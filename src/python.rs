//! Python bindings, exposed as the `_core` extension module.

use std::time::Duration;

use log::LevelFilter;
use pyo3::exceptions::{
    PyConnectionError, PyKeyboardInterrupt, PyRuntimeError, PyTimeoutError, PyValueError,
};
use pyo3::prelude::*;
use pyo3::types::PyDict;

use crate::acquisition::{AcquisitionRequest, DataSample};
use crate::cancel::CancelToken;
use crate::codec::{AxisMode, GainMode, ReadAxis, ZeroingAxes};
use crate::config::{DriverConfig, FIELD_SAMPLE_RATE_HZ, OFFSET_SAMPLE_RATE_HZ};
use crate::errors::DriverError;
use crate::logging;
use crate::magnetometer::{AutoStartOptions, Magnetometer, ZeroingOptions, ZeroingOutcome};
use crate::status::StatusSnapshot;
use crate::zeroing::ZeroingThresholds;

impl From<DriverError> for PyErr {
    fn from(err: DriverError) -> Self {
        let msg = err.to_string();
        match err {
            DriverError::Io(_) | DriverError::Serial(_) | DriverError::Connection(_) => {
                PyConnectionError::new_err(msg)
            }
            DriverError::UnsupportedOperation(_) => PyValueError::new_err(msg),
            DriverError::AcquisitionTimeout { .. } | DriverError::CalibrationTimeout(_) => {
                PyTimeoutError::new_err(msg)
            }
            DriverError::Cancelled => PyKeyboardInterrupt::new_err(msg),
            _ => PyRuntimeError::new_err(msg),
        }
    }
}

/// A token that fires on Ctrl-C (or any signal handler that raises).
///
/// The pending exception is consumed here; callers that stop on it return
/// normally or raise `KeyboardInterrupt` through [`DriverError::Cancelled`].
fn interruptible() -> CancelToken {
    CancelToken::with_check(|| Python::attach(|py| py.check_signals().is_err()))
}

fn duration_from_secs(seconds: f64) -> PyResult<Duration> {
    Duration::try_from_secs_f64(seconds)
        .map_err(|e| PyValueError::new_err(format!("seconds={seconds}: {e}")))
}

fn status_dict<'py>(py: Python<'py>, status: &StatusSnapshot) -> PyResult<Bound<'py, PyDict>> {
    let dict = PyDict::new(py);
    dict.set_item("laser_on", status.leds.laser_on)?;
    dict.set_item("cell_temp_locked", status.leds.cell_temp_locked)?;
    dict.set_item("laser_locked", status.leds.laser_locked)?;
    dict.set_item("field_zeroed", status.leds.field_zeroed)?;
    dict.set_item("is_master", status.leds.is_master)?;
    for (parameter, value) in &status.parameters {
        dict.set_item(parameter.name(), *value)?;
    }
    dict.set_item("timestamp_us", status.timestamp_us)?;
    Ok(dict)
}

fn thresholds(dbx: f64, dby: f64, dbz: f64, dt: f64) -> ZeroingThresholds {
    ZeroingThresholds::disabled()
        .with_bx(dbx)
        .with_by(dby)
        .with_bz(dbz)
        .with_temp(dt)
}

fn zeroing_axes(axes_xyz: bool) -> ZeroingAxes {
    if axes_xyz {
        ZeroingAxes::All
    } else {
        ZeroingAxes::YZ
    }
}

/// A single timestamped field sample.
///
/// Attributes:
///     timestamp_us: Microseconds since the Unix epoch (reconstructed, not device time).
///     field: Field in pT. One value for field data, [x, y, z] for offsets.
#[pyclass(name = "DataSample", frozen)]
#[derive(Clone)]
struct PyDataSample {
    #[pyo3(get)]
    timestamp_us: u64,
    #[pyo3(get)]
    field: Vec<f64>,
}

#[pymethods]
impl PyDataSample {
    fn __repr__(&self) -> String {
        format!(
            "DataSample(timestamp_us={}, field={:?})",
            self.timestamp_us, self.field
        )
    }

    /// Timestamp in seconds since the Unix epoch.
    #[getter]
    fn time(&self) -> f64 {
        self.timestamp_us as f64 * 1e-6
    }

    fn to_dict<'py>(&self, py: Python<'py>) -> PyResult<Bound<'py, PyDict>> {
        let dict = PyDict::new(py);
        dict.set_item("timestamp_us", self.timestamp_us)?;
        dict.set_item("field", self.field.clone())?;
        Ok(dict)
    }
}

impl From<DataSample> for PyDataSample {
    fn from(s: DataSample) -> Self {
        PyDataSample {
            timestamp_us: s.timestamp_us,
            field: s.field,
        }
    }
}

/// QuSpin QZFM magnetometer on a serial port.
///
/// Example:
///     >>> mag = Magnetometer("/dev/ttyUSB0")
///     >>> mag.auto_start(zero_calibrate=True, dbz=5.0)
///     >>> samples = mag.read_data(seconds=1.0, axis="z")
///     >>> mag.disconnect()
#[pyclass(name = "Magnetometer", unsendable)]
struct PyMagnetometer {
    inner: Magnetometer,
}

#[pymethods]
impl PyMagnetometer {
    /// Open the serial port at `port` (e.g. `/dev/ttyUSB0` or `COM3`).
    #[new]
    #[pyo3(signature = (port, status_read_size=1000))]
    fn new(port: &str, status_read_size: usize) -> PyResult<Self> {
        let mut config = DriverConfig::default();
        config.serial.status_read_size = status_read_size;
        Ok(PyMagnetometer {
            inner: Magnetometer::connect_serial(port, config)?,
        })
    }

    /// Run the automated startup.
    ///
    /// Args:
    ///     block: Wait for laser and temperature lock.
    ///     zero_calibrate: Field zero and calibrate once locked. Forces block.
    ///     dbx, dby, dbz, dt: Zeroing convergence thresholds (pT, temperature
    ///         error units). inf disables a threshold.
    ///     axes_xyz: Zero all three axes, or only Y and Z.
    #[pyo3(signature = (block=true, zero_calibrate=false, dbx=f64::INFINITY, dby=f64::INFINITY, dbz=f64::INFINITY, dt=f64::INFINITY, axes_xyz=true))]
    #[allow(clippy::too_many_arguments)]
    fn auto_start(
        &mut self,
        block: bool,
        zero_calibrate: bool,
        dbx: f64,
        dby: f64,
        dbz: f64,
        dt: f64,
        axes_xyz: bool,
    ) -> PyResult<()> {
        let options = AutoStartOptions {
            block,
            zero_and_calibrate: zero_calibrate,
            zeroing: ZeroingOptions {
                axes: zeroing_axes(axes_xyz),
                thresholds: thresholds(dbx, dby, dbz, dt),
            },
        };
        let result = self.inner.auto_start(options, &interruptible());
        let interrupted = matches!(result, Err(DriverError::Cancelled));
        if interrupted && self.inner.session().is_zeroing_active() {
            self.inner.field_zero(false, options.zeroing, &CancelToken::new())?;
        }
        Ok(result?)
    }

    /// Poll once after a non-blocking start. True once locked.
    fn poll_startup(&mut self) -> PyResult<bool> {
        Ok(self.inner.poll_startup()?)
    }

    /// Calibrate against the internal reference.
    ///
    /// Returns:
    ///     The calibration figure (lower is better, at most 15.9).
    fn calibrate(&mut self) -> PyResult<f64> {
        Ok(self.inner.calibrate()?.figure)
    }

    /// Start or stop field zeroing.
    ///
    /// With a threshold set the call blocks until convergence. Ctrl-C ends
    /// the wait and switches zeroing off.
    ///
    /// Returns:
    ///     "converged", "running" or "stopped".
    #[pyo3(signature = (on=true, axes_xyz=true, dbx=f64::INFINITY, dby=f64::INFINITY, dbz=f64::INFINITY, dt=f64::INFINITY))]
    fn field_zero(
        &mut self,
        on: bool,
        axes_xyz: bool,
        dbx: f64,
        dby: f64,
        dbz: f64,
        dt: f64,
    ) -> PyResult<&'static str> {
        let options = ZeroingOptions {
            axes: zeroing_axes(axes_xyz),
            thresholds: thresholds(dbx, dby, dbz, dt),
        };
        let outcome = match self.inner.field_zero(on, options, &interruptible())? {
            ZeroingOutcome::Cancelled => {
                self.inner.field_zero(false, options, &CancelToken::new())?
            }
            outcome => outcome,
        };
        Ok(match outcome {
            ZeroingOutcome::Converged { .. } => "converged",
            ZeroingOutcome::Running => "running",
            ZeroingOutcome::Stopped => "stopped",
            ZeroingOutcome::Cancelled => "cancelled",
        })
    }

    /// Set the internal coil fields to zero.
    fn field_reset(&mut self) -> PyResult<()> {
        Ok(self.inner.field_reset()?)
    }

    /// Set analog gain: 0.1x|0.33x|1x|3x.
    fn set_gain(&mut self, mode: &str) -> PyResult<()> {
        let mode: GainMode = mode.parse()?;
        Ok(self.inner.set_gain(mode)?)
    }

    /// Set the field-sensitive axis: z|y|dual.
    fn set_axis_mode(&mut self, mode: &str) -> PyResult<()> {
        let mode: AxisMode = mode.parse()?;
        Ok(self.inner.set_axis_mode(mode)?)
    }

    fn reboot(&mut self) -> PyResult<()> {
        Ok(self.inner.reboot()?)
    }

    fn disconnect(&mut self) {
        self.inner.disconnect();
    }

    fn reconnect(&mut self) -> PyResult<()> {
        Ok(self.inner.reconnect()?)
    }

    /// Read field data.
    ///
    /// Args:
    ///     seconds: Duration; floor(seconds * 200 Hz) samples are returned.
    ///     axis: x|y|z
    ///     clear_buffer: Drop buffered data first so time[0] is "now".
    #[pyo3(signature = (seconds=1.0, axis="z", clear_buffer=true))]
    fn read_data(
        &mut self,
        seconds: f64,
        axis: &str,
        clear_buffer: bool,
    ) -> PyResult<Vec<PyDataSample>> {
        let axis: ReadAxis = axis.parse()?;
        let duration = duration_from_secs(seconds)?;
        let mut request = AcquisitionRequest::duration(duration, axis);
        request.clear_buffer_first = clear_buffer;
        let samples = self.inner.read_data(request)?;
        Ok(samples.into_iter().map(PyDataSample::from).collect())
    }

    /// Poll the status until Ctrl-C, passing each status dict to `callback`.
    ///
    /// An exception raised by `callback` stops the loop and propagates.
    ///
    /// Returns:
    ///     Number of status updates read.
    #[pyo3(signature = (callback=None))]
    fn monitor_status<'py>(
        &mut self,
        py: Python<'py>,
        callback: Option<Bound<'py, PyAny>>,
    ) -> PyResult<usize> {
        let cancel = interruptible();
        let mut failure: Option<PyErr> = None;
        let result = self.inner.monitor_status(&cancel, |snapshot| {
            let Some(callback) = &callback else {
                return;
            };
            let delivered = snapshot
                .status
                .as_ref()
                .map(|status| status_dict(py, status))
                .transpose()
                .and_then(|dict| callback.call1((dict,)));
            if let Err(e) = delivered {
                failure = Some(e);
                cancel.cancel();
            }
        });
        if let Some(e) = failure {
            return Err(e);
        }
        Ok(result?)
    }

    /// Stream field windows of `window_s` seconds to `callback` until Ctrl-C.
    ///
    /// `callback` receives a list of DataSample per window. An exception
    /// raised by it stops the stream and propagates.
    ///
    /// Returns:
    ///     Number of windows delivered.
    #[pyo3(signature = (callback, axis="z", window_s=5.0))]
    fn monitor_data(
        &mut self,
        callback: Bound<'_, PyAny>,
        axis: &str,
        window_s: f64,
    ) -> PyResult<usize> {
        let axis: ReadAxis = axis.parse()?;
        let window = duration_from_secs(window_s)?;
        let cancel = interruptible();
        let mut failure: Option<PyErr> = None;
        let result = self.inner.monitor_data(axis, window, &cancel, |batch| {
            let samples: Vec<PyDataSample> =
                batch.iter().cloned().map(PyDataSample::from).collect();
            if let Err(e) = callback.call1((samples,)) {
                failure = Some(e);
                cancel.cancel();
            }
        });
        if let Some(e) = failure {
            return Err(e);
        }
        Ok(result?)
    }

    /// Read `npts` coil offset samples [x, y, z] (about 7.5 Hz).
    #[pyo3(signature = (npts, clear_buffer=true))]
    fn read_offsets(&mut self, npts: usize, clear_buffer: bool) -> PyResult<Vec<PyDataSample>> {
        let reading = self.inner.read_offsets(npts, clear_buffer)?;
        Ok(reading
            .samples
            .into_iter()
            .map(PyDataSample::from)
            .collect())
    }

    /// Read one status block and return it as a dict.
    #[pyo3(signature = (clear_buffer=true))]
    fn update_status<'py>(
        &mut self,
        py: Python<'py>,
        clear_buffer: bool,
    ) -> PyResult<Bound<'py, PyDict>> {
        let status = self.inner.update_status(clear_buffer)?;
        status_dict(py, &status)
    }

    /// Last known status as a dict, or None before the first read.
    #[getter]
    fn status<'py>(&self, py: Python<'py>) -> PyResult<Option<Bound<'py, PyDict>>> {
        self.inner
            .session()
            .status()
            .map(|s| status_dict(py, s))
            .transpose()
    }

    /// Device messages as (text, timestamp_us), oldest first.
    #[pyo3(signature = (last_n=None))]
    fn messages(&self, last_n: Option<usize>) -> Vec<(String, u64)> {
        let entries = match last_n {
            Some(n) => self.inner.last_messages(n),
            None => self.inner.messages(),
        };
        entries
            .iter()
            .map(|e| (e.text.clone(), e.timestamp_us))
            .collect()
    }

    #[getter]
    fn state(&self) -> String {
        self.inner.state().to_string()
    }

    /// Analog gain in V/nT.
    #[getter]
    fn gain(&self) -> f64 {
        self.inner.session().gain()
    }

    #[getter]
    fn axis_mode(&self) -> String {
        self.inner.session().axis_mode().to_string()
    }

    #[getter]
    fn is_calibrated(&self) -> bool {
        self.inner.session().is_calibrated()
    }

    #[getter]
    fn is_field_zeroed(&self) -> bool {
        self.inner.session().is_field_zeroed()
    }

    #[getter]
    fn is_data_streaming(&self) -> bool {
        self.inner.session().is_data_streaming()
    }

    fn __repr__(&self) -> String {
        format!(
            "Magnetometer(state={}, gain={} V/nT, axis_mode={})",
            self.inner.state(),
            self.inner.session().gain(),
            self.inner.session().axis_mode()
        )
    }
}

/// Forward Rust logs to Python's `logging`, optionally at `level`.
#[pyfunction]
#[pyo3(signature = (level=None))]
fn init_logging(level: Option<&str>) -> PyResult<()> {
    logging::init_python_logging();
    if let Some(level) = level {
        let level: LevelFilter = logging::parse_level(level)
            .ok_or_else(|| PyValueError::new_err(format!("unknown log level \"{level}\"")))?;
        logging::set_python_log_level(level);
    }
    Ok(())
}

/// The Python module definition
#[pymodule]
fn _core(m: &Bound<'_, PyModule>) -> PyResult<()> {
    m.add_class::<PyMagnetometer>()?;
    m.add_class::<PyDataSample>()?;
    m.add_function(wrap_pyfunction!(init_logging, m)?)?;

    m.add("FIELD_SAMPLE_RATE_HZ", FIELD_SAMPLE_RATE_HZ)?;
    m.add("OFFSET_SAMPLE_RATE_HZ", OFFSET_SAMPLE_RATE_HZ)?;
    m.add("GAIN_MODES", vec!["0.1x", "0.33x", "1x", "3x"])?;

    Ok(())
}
· · · · ·
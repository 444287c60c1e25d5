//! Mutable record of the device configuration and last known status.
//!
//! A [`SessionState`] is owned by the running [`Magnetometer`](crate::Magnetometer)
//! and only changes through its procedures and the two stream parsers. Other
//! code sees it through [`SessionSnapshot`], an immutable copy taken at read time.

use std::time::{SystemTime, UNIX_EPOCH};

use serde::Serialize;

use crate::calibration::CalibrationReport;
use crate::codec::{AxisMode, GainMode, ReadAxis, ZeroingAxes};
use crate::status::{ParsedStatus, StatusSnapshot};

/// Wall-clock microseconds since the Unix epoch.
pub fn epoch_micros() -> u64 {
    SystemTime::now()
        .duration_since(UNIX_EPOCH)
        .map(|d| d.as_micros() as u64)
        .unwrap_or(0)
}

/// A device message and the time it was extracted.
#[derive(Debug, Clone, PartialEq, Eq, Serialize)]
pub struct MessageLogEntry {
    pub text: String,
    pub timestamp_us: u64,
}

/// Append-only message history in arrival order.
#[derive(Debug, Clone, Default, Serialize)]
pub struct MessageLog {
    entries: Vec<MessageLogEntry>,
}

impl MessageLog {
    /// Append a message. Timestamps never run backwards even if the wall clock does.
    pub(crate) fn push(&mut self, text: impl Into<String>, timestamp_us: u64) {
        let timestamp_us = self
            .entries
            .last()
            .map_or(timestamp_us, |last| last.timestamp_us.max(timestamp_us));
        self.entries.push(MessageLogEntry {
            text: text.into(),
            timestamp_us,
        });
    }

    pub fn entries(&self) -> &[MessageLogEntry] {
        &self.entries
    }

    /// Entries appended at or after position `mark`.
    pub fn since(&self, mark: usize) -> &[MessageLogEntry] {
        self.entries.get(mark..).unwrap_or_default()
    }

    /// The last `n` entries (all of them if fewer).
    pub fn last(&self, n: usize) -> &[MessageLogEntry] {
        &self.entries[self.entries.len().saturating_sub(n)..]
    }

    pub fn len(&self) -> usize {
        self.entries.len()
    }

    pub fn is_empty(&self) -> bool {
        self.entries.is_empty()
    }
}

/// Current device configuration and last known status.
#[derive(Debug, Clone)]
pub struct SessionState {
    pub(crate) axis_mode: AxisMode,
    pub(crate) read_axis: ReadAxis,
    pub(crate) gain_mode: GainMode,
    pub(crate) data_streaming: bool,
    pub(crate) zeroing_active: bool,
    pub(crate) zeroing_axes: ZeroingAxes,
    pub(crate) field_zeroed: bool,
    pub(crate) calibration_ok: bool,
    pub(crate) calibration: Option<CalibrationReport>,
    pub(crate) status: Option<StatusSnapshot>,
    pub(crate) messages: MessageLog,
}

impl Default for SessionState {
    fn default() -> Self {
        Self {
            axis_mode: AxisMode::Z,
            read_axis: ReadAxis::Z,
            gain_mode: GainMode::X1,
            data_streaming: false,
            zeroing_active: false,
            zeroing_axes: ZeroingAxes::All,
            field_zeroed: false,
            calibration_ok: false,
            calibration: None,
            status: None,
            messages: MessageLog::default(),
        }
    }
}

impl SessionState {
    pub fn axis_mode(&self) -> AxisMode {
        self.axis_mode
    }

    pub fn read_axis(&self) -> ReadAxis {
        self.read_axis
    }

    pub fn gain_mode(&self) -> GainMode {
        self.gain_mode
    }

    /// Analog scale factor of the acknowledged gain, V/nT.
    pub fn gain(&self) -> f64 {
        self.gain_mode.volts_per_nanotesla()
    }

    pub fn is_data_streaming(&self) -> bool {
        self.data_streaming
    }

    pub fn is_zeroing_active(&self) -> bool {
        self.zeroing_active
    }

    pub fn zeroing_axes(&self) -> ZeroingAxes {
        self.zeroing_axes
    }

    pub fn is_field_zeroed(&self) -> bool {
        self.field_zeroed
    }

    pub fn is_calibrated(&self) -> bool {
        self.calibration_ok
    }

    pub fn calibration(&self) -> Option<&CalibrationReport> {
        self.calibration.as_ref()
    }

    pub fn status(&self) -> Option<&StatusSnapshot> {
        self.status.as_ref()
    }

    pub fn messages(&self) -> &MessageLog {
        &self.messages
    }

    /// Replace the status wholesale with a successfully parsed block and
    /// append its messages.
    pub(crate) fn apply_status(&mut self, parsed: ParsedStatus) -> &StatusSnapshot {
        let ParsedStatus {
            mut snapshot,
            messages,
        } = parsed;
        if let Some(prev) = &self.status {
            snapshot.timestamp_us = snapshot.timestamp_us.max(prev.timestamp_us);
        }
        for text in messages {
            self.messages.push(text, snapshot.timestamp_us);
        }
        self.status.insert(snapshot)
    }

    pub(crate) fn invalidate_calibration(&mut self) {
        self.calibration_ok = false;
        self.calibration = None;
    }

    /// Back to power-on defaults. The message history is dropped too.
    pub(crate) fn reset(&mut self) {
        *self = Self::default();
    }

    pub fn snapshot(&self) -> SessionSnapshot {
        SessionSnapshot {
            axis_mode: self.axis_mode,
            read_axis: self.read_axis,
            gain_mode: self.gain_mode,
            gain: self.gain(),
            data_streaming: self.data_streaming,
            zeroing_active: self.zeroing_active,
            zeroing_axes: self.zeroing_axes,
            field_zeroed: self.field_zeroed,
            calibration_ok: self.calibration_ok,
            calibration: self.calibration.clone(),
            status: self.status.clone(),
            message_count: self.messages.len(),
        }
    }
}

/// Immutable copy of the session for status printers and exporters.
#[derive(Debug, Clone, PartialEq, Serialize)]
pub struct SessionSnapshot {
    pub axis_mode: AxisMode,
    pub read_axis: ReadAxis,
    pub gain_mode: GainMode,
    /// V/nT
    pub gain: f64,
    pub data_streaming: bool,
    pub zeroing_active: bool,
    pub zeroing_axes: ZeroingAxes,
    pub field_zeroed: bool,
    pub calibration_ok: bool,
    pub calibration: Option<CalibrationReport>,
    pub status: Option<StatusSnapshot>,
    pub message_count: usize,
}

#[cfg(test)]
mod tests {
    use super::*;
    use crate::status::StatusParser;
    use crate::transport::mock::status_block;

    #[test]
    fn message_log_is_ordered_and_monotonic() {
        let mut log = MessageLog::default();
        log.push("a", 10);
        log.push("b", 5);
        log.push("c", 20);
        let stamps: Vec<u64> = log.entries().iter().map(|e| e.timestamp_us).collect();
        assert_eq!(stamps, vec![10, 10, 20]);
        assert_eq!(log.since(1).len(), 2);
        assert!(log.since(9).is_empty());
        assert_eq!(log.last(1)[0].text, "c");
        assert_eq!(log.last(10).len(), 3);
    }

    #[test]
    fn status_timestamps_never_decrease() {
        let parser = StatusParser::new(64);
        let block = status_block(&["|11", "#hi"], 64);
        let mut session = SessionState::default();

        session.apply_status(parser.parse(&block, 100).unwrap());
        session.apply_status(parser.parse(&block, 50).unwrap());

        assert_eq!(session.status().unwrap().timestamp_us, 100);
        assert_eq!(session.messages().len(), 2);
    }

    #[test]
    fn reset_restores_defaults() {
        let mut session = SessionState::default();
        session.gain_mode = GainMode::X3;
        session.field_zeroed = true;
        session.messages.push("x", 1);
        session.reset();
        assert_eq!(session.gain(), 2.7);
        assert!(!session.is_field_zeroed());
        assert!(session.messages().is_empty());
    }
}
· · · · ·
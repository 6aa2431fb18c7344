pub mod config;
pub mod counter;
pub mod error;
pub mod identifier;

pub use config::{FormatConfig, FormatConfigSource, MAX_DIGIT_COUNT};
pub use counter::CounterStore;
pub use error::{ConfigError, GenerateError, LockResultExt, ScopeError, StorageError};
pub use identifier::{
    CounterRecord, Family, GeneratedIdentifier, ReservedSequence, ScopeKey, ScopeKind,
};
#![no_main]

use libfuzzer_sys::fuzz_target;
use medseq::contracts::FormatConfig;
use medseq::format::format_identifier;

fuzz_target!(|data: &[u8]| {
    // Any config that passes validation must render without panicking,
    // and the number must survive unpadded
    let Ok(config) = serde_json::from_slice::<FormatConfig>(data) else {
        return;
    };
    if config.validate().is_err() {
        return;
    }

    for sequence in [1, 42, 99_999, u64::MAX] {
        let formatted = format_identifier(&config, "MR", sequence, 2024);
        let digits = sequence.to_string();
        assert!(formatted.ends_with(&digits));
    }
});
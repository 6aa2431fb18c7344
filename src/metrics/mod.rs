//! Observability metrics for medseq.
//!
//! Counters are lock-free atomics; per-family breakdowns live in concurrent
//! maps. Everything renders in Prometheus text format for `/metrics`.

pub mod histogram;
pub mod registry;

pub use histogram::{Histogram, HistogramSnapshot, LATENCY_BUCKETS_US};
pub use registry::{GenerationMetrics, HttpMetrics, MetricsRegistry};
· · · · ·
WORK ITEM.
Exactly how many lines of the listing hold the word "stops"? Give the number with nothing else.

TASK OUTPUT.
2